Exercise directions = Using the records below, repeat exactly the lines from the one holding "fn expand_paths(&mut self)" through the one holding "fn expand_tilde(path: &Path)", both ends included, and no others.

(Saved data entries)

= = =

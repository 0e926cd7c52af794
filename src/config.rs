//! Configuration management for errlog
//!
//! Configuration is read once at start-up: the TOML file first, then the
//! `ERRLOG_*` environment variables on top. It is never mutated afterwards.

use anyhow::{bail, Context, Result};
use serde::{Deserialize, Serialize};
use std::path::{Path, PathBuf};

use crate::logging::RetentionPolicy;

/// Environment variable prefix for overrides
const ENV_PREFIX: &str = "ERRLOG_";

/// Where captured errors are written
#[derive(Debug, Clone, Copy, PartialEq, Eq, Default, Serialize, Deserialize)]
#[serde(rename_all = "kebab-case")]
pub enum RoutingMode {
    /// Every record goes to `single_log_file`
    SingleFile,
    /// Each source file gets a `<stem>_error.log` next to it
    #[default]
    PerSourceFile,
}

impl RoutingMode {
    /// Name as it appears in config files and environment variables
    pub fn as_str(&self) -> &'static str {
        match self {
            RoutingMode::SingleFile => "single-file",
            RoutingMode::PerSourceFile => "per-source-file",
        }
    }
}

impl std::str::FromStr for RoutingMode {
    type Err = anyhow::Error;

    fn from_str(s: &str) -> Result<Self> {
        match s.trim().to_ascii_lowercase().as_str() {
            "single-file" | "single" => Ok(RoutingMode::SingleFile),
            "per-source-file" | "per-source" => Ok(RoutingMode::PerSourceFile),
            other => bail!("Unknown routing mode '{}'", other),
        }
    }
}

/// Application configuration
#[derive(Debug, Clone, Serialize, Deserialize)]
pub struct Config {
    /// Log destination strategy
    #[serde(default)]
    pub routing_mode: RoutingMode,

    /// Destination when routing mode is single-file (default: `<log_dir>/errors.log`)
    #[serde(default)]
    pub single_log_file: Option<PathBuf>,

    /// Retention window in days; 0 disables deletion (default: 7)
    #[serde(default = "default_max_log_age_days")]
    pub max_log_age_days: u64,

    /// Directory swept for expired logs (default: ~/.errlog/logs)
    #[serde(default = "logs_dir")]
    pub log_dir: PathBuf,

    /// Base directory for relative source paths in per-source-file mode
    #[serde(default)]
    pub source_root: Option<PathBuf>,

    /// Minimum tracing level forwarded to the capture handler (default: "warn")
    #[serde(default = "default_capture_level")]
    pub capture_level: String,
}

fn default_max_log_age_days() -> u64 {
    7
}

fn default_capture_level() -> String {
    "warn".to_string()
}

impl Default for Config {
    fn default() -> Self {
        Self {
            routing_mode: RoutingMode::default(),
            single_log_file: None,
            max_log_age_days: default_max_log_age_days(),
            log_dir: logs_dir(),
            source_root: None,
            capture_level: default_capture_level(),
        }
    }
}

impl Config {
    /// Load configuration from the default file and apply environment overrides
    pub fn load() -> Result<Self> {
        let mut config = Self::load_from(&config_file_path())?;
        config.apply_env_overrides(|key| std::env::var(key).ok())?;
        Ok(config)
    }

    /// Load configuration from a specific file, or return defaults if it does not exist
    pub fn load_from(path: &Path) -> Result<Self> {
        if !path.exists() {
            return Ok(Self::default());
        }
        let content = std::fs::read_to_string(path).context("Failed to read config file")?;
        let mut config: Config = toml::from_str(&content).context("Failed to parse config file")?;
        config.expand_paths();
        Ok(config)
    }

    /// Apply `ERRLOG_*` overrides using the given variable lookup
    pub fn apply_env_overrides<F>(&mut self, lookup: F) -> Result<()>
    where
        F: Fn(&str) -> Option<String>,
    {
        let var = |name: &str| lookup(&format!("{}{}", ENV_PREFIX, name));

        if let Some(mode) = var("ROUTING_MODE") {
            self.routing_mode = mode.parse().context("Invalid ERRLOG_ROUTING_MODE")?;
        }
        if let Some(file) = var("SINGLE_LOG_FILE") {
            self.single_log_file = Some(PathBuf::from(file));
        }
        if let Some(days) = var("MAX_LOG_AGE_DAYS") {
            self.max_log_age_days = days
                .trim()
                .parse()
                .with_context(|| format!("Invalid ERRLOG_MAX_LOG_AGE_DAYS '{}'", days))?;
        }
        if let Some(dir) = var("LOG_DIR") {
            self.log_dir = PathBuf::from(dir);
        }
        if let Some(root) = var("SOURCE_ROOT") {
            self.source_root = Some(PathBuf::from(root));
        }
        if let Some(level) = var("CAPTURE_LEVEL") {
            self.capture_level = level;
        }

        self.expand_paths();
        Ok(())
    }

    /// Resolved single log file path
    pub fn single_log_file(&self) -> PathBuf {
        self.single_log_file
            .clone()
            .unwrap_or_else(|| self.log_dir.join("errors.log"))
    }

    /// Retention policy derived from this configuration
    pub fn retention_policy(&self) -> RetentionPolicy {
        RetentionPolicy {
            max_age_days: self.max_log_age_days,
            routing_mode: self.routing_mode,
            single_log_file: Some(self.single_log_file()),
        }
    }

    /// Parsed capture level
    pub fn capture_level(&self) -> Result<tracing::Level> {
        self.capture_level
            .parse()
            .with_context(|| format!("Invalid capture_level '{}'", self.capture_level))
    }

    /// Directory the retention sweep scans
    ///
    /// Per-source logs are written next to their sources, so in that mode the
    /// sweep covers `source_root` when one is configured.
    pub fn sweep_dir(&self) -> &Path {
        match (self.routing_mode, &self.source_root) {
            (RoutingMode::PerSourceFile, Some(root)) => root,
            _ => &self.log_dir,
        }
    }

    fn expand_paths(&mut self) {
        self.log_dir = expand_tilde(&self.log_dir);
        self.single_log_file = self.single_log_file.as_deref().map(expand_tilde);
        self.source_root = self.source_root.as_deref().map(expand_tilde);
    }
}

fn expand_tilde(path: &Path) -> PathBuf {
    match path.to_str() {
        Some(s) => PathBuf::from(shellexpand::tilde(s).into_owned()),
        None => path.to_path_buf(),
    }
}

/// Get the base configuration directory (~/.errlog)
/// Falls back to ./.errlog if home directory cannot be determined
pub fn config_dir() -> PathBuf {
    try_config_dir().unwrap_or_else(|| PathBuf::from(".errlog"))
}

/// Try to get the base configuration directory, returning None if home dir is unavailable
pub fn try_config_dir() -> Option<PathBuf> {
    dirs::home_dir().map(|h| h.join(".errlog"))
}

/// Get the path to the config file
pub fn config_file_path() -> PathBuf {
    config_dir().join("config.toml")
}

/// Get the path to the default logs directory
pub fn logs_dir() -> PathBuf {
    config_dir().join("logs")
}

/// Ensure the configured log directory exists
///
/// With the default configuration this also creates `~/.errlog`.
pub fn ensure_directories(config: &Config) -> Result<()> {
    std::fs::create_dir_all(&config.log_dir).context("Failed to create logs directory")?;

    Ok(())
}

#[cfg(test)]
mod tests {
    use super::*;
    use std::collections::HashMap;
    use tempfile::TempDir;

    fn env(pairs: &[(&str, &str)]) -> impl Fn(&str) -> Option<String> {
        let map: HashMap<String, String> = pairs
            .iter()
            .map(|(k, v)| (k.to_string(), v.to_string()))
            .collect();
        move |key| map.get(key).cloned()
    }

    #[test]
    fn test_default_config() {
        let config = Config::default();
        assert_eq!(config.routing_mode, RoutingMode::PerSourceFile);
        assert_eq!(config.max_log_age_days, 7);
        assert_eq!(config.capture_level, "warn");
        assert!(config.single_log_file().ends_with("errors.log"));
    }

    #[test]
    fn test_config_serialization() {
        let mut config = Config::default();
        config.routing_mode = RoutingMode::SingleFile;
        config.max_log_age_days = 30;

        let toml_str = toml::to_string(&config).unwrap();
        assert!(toml_str.contains("routing_mode = \"single-file\""));

        let parsed: Config = toml::from_str(&toml_str).unwrap();
        assert_eq!(parsed.routing_mode, RoutingMode::SingleFile);
        assert_eq!(parsed.max_log_age_days, 30);
    }

    #[test]
    fn test_load_missing_file_returns_defaults() {
        let temp_dir = TempDir::new().unwrap();
        let config = Config::load_from(&temp_dir.path().join("config.toml")).unwrap();
        assert_eq!(config.max_log_age_days, 7);
    }

    #[test]
    fn test_load_partial_file_fills_defaults() {
        let temp_dir = TempDir::new().unwrap();
        let path = temp_dir.path().join("config.toml");
        std::fs::write(
            &path,
            "routing_mode = \"single-file\"\nsingle_log_file = \"/app/errors.log\"\n",
        )
        .unwrap();

        let config = Config::load_from(&path).unwrap();
        assert_eq!(config.routing_mode, RoutingMode::SingleFile);
        assert_eq!(config.single_log_file(), PathBuf::from("/app/errors.log"));
        assert_eq!(config.max_log_age_days, 7);
        assert_eq!(config.capture_level, "warn");
    }

    #[test]
    fn test_load_invalid_file_errors() {
        let temp_dir = TempDir::new().unwrap();
        let path = temp_dir.path().join("config.toml");
        std::fs::write(&path, "routing_mode = \"sideways\"\n").unwrap();
        assert!(Config::load_from(&path).is_err());
    }

    #[test]
    fn test_env_overrides_win() {
        let mut config = Config::default();
        config
            .apply_env_overrides(env(&[
                ("ERRLOG_ROUTING_MODE", "single-file"),
                ("ERRLOG_SINGLE_LOG_FILE", "/srv/app/errors.log"),
                ("ERRLOG_MAX_LOG_AGE_DAYS", "0"),
                ("ERRLOG_LOG_DIR", "/srv/app"),
            ]))
            .unwrap();

        assert_eq!(config.routing_mode, RoutingMode::SingleFile);
        assert_eq!(config.single_log_file(), PathBuf::from("/srv/app/errors.log"));
        assert_eq!(config.max_log_age_days, 0);
        assert_eq!(config.log_dir, PathBuf::from("/srv/app"));
    }

    #[test]
    fn test_env_override_bad_days_errors() {
        let mut config = Config::default();
        let result = config.apply_env_overrides(env(&[("ERRLOG_MAX_LOG_AGE_DAYS", "-3")]));
        assert!(result.is_err());
    }

    #[test]
    fn test_env_override_bad_mode_errors() {
        let mut config = Config::default();
        let result = config.apply_env_overrides(env(&[("ERRLOG_ROUTING_MODE", "both")]));
        assert!(result.is_err());
    }

    #[test]
    fn test_single_log_file_defaults_into_log_dir() {
        let mut config = Config::default();
        config.log_dir = PathBuf::from("/var/log/app");
        assert_eq!(
            config.single_log_file(),
            PathBuf::from("/var/log/app/errors.log")
        );
    }

    #[test]
    fn test_retention_policy_from_config() {
        let mut config = Config::default();
        config.routing_mode = RoutingMode::SingleFile;
        config.max_log_age_days = 3;
        let policy = config.retention_policy();
        assert_eq!(policy.max_age_days, 3);
        assert_eq!(policy.routing_mode, RoutingMode::SingleFile);
        assert_eq!(policy.single_log_file, Some(config.single_log_file()));
    }

    #[test]
    fn test_capture_level_parsing() {
        let mut config = Config::default();
        assert_eq!(config.capture_level().unwrap(), tracing::Level::WARN);
        config.capture_level = "error".to_string();
        assert_eq!(config.capture_level().unwrap(), tracing::Level::ERROR);
    }

    #[test]
    fn test_unknown_capture_level_errors() {
        let mut config = Config::default();
        config.capture_level = "loud".to_string();
        let err = config.capture_level().unwrap_err();
        assert!(err.to_string().contains("loud"));
    }

    #[test]
    fn test_ensure_directories_creates_log_dir() {
        let temp_dir = TempDir::new().unwrap();
        let mut config = Config::default();
        config.routing_mode = RoutingMode::SingleFile;
        config.log_dir = temp_dir.path().join("fresh").join("logs");

        ensure_directories(&config).unwrap();

        assert!(config.log_dir.is_dir());
        let handler = crate::capture::ErrorCaptureHandler::from_config(&config);
        assert!(handler.handle_error(2, "undefined variable", "/app/index.php", 10));
        let content = std::fs::read_to_string(config.single_log_file()).unwrap();
        assert_eq!(content.lines().count(), 1);
    }

    #[test]
    fn test_sweep_dir_follows_routing_mode() {
        let mut config = Config::default();
        config.log_dir = PathBuf::from("/var/log/app");
        assert_eq!(config.sweep_dir(), Path::new("/var/log/app"));

        config.source_root = Some(PathBuf::from("/srv/app"));
        assert_eq!(config.sweep_dir(), Path::new("/srv/app"));

        config.routing_mode = RoutingMode::SingleFile;
        assert_eq!(config.sweep_dir(), Path::new("/var/log/app"));
    }

    #[test]
    fn test_per_source_logs_are_swept_from_source_root() {
        use crate::capture::TargetResolver;
        use std::time::{Duration, SystemTime};

        let temp_dir = TempDir::new().unwrap();
        let mut config = Config::default();
        config.log_dir = temp_dir.path().join("logs");
        config.source_root = Some(temp_dir.path().to_path_buf());
        config.max_log_age_days = 7;

        let target = TargetResolver::from_config(&config).resolve(Path::new("index.rs"));
        assert_eq!(target, temp_dir.path().join("index_error.log"));

        let file = std::fs::File::create(&target).unwrap();
        file.set_modified(SystemTime::now() - Duration::from_secs(8 * 24 * 60 * 60))
            .unwrap();
        drop(file);

        let deleted = crate::logging::sweep(config.sweep_dir(), &config.retention_policy());
        assert_eq!(deleted, 1);
        assert!(!target.exists());
    }

    #[test]
    fn test_config_dir_does_not_panic() {
        let dir = config_dir();
        assert!(dir.ends_with(".errlog"));
    }
}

= = =

Expected answer =
    fn expand_paths(&mut self) {
        self.log_dir = expand_tilde(&self.log_dir);
        self.single_log_file = self.single_log_file.as_deref().map(expand_tilde);
        self.source_root = self.source_root.as_deref().map(expand_tilde);
    }
}

fn expand_tilde(path: &Path) -> PathBuf {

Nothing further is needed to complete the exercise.